We have been learning that the success (such as it was) of scientific studies seems to have been in too many cases undeserved and damaging for the science enterprise as such. And, unfortunately, we are far away from understanding how many folks in this ecology have undeserved reputations. (Recall Hardisty’s call on what needs to be done now.) But … surely it is time to reflect on silly enablers like Poets&Quants and their pathetic 50Thinkers ranking of “influential business professors”.
If viability and visibility (and jet-set life, fat speaking fees, interviews with big outlets, and well-paying consulting gigs) become the kpis du jour, no one should be surprised that sound science gets hi-jacked. It is simply not good enough to clamor for rigor and relevance if the reality is starkly different.
To once again say the self-evident, we need a complete auditing of all those in the Ariely — Gino network and those that have become sellebrities. It would also be progress to agree on the number of retractions that should bar someone from becoming any kind of gate-keeper (e.g. editor at a journal): Two? Three?
Back to Gino. She complained that she was singled out. Well, yes. But …given all her accusatory statements (about defamation and discrimination and procedural failures) and her lawsuit have set her up for this treatment. It will be interesting to see whether Harvard’s and Data Colada’s motions to dismiss her suit will succeed. My bet is, they will. (Nothing like a testable hypothesis, no?)
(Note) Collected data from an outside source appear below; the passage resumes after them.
//! Layout profile parser: handles both plain JSON and .json.xz compressed files.

use crate::error::{LayoutError, LayoutResult};
use crate::typename::TypeName;
use crate::types::{BaseType, LayoutProfile, ProfileFile};
use std::collections::HashMap;
use std::fs::File;
use std::io::{BufReader, Read};
use std::path::Path;
use tracing::debug;
use xz2::read::XzDecoder;

/// Parse a layout profile from a filesystem path.
///
/// Automatically detects compression:
/// - `.json.xz` or `.xz` → LZMA decompression then JSON parse
/// - `.json` or anything else → direct JSON parse
pub fn parse_profile_file(path: impl AsRef<Path>) -> LayoutResult<LayoutProfile> {
    let path = path.as_ref();

    if !path.exists() {
        return Err(LayoutError::FileNotFound(path.display().to_string()));
    }

    let file = File::open(path)
        .map_err(|e| LayoutError::Io(format!("opening {}: {}", path.display(), e)))?;
    let reader = BufReader::new(file);
    let mut buf = Vec::new();

    let path_str = path.to_string_lossy().to_lowercase();
    if path_str.ends_with(".xz") {
        XzDecoder::new(reader)
            .read_to_end(&mut buf)
            .map_err(|e| LayoutError::Decompression(format!("{}: {}", path.display(), e)))?;
    } else {
        let mut reader = reader;
        reader
            .read_to_end(&mut buf)
            .map_err(|e| LayoutError::Io(format!("reading {}: {}", path.display(), e)))?;
    }

    parse_profile_bytes(&buf)
}

/// Parse a layout profile from raw JSON bytes (already decompressed).
pub fn parse_profile_bytes(json_bytes: &[u8]) -> LayoutResult<LayoutProfile> {
    let file: ProfileFile = serde_json::from_slice(json_bytes)
        .map_err(|e| LayoutError::JsonParse(format!("{}", e)))?;

    convert_to_profile(file)
}

/// Parse a layout profile from a JSON string.
pub fn parse_profile_str(json_str: &str) -> LayoutResult<LayoutProfile> {
    let file: ProfileFile = serde_json::from_str(json_str)
        .map_err(|e| LayoutError::JsonParse(format!("{}", e)))?;

    convert_to_profile(file)
}

/// Primitive types every profile starts from (LP64 model).
///
/// `size_t`-like types follow `pointer_size`.
pub fn builtin_base_types(pointer_size: usize) -> HashMap<String, BaseType> {
    let mut types = HashMap::new();
    let mut add = |names: &[&str], size: usize, signed: bool, kind: &str| {
        for name in names {
            types.insert(name.to_string(), BaseType::new(size, signed, kind));
        }
    };

    add(&["char", "signed char"], 1, true, "char");
    add(&["unsigned char"], 1, false, "char");
    add(&["bool"], 1, false, "bool");
    add(&["wchar_t"], 4, true, "char");
    add(&["char16_t"], 2, false, "char");
    add(&["char32_t"], 4, false, "char");
    add(&["short", "short int", "int16_t", "nanoem_i16_t"], 2, true, "int");
    add(&["unsigned short", "unsigned short int", "uint16_t", "nanoem_u16_t"], 2, false, "int");
    add(&["int", "int32_t", "nanoem_i32_t", "nanoem_rsize_t"], 4, true, "int");
    add(&["unsigned int", "uint32_t", "nanoem_u32_t"], 4, false, "int");
    add(&["long long", "long long int", "int64_t", "nanoem_i64_t"], 8, true, "int");
    add(&["unsigned long long", "unsigned long long int", "uint64_t", "nanoem_u64_t"], 8, false, "int");
    add(&["int8_t", "nanoem_i8_t"], 1, true, "int");
    add(&["uint8_t", "nanoem_u8_t"], 1, false, "int");
    add(&["float", "nanoem_f32_t"], 4, true, "float");
    add(&["double", "nanoem_f64_t"], 8, true, "float");
    add(&["long", "long int", "ssize_t", "ptrdiff_t", "intptr_t"], pointer_size, true, "int");
    add(&["unsigned long", "unsigned long int", "size_t", "uintptr_t"], pointer_size, false, "int");
    add(&["pointer"], pointer_size, false, "int");

    types
}

/// Convert a parsed ProfileFile into a resolved LayoutProfile.
fn convert_to_profile(file: ProfileFile) -> LayoutResult<LayoutProfile> {
    // Determine pointer size from base_types
    let pointer_size = file
        .base_types
        .get("pointer")
        .map(|bt| bt.size)
        .unwrap_or(8); // default to 64-bit

    if pointer_size != 4 && pointer_size != 8 {
        return Err(LayoutError::JsonParse(format!(
            "unsupported pointer size: {}",
            pointer_size
        )));
    }

    // Values are decoded little-endian.
    if let Some((name, bt)) = file.base_types.iter().find(|(_, bt)| bt.endian != "little") {
        return Err(LayoutError::UnsupportedEndian {
            type_name: name.clone(),
            endian: bt.endian.clone(),
        });
    }

    let mut base_types = builtin_base_types(pointer_size);
    base_types.extend(file.base_types);

    // Key user types by normalized name so lookups by TypeName hit.
    let mut user_types = HashMap::with_capacity(file.user_types.len());
    for (name, ut) in file.user_types {
        let key = TypeName::parse(&name)?;
        user_types.insert(key.as_str().to_string(), ut);
    }

    debug!(
        "Loaded layout profile (format {}): {} base types, {} user types, pointer size {}",
        file.metadata.format,
        base_types.len(),
        user_types.len(),
        pointer_size
    );

    Ok(LayoutProfile {
        base_types,
        user_types,
        metadata: file.metadata,
        pointer_size,
    })
}

#[cfg(test)]
mod tests {
    use super::*;
    use std::io::Write;
    use tempfile::NamedTempFile;

    const MINIMAL_PROFILE: &str = r#"{
        "metadata": { "format": "1.0.0", "producer": { "name": "dwarf2layout", "version": "0.3" } },
        "base_types": {
            "pointer": { "size": 8, "signed": false, "kind": "int", "endian": "little" },
            "wchar_t": { "size": 2, "signed": false, "kind": "char" }
        },
        "user_types": {
            "nanoem::Vertex": {
                "size": 16,
                "fields": {
                    "origin": { "offset": 0, "type": { "kind": "struct", "name": "glm::vec<3, float>" } },
                    "weight": { "offset": 12, "type": { "kind": "base", "name": "float" } }
                }
            },
            "glm::vec< 3,float >": {
                "size": 12,
                "fields": {}
            }
        }
    }"#;

    #[test]
    fn test_parse_minimal_profile() {
        let profile = parse_profile_str(MINIMAL_PROFILE).unwrap();

        assert_eq!(profile.pointer_size, 8);
        assert_eq!(profile.metadata.format, "1.0.0");
        assert_eq!(
            profile.metadata.producer.as_ref().and_then(|p| p.name.as_deref()),
            Some("dwarf2layout")
        );

        let vertex = profile.get_type("nanoem::Vertex").unwrap();
        assert_eq!(vertex.size, 16);
        assert_eq!(vertex.fields["weight"].offset, 12);
        assert!(!vertex.fields.contains_key("NonExistent"));

        // Keys are normalized.
        assert_eq!(profile.type_size("glm::vec<3, float>"), Some(12));
    }

    #[test]
    fn test_builtins_and_overrides() {
        let profile = parse_profile_str(MINIMAL_PROFILE).unwrap();
        assert_eq!(profile.type_size("int"), Some(4));
        assert_eq!(profile.type_size("size_t"), Some(8));
        assert_eq!(profile.type_size("nanoem_u8_t"), Some(1));
        // Profile wins over the built-in 4-byte wchar_t.
        assert_eq!(profile.type_size("wchar_t"), Some(2));
    }

    #[test]
    fn test_parse_32bit() {
        let json = r#"{
            "metadata": { "format": "1.0.0" },
            "base_types": {
                "pointer": { "size": 4, "signed": false, "kind": "int" }
            }
        }"#;

        let profile = parse_profile_str(json).unwrap();
        assert_eq!(profile.pointer_size, 4);
        assert_eq!(profile.type_size("size_t"), Some(4));
        assert_eq!(profile.type_size("long"), Some(4));
    }

    #[test]
    fn test_bad_pointer_size() {
        let json = r#"{
            "metadata": { "format": "1.0.0" },
            "base_types": { "pointer": { "size": 3, "signed": false, "kind": "int" } }
        }"#;
        assert!(matches!(parse_profile_str(json), Err(LayoutError::JsonParse(_))));
    }

    #[test]
    fn test_big_endian_types_rejected() {
        let json = r#"{
            "metadata": { "format": "1.0.0" },
            "base_types": { "int": { "size": 4, "signed": true, "kind": "int", "endian": "big" } }
        }"#;
        match parse_profile_str(json) {
            Err(LayoutError::UnsupportedEndian { type_name, endian }) => {
                assert_eq!(type_name, "int");
                assert_eq!(endian, "big");
            }
            other => panic!("Expected UnsupportedEndian, got: {:?}", other),
        }
    }

    #[test]
    fn test_parse_plain_file() {
        let mut tmp = NamedTempFile::new().unwrap();
        tmp.write_all(MINIMAL_PROFILE.as_bytes()).unwrap();
        tmp.flush().unwrap();

        let profile = parse_profile_file(tmp.path()).unwrap();
        assert!(profile.get_type("nanoem::Vertex").is_some());
    }

    #[test]
    fn test_parse_xz_file() {
        let tmp = tempfile::Builder::new().suffix(".json.xz").tempfile().unwrap();
        {
            let mut encoder = xz2::write::XzEncoder::new(tmp.reopen().unwrap(), 6);
            encoder.write_all(MINIMAL_PROFILE.as_bytes()).unwrap();
            encoder.finish().unwrap();
        }

        let profile = parse_profile_file(tmp.path()).unwrap();
        assert_eq!(profile.type_size("nanoem::Vertex"), Some(16));
    }

    #[test]
    fn test_parse_file_not_found() {
        let result = parse_profile_file("/nonexistent/path.json");
        assert!(result.is_err());
        match result.unwrap_err() {
            LayoutError::FileNotFound(path) => assert!(path.contains("nonexistent")),
            other => panic!("Expected FileNotFound, got: {:?}", other),
        }
    }
}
As the one who filed a lawsuit to instill fear in good-faith data sleuths, it is certainly rich for her to comment:
Unfortunately, though, the MCAP is raising a lot of fear. Some collaborators told me they fear excessive scrutiny into their work, motivated by animus and directed to certain groups of people (women more so than men). They fear becoming targets of false accusations. They fear the behavioral science field lost its way by having scholars accusing others instead of engaging in dialogue. I don’t think these fears will make behavioral science better.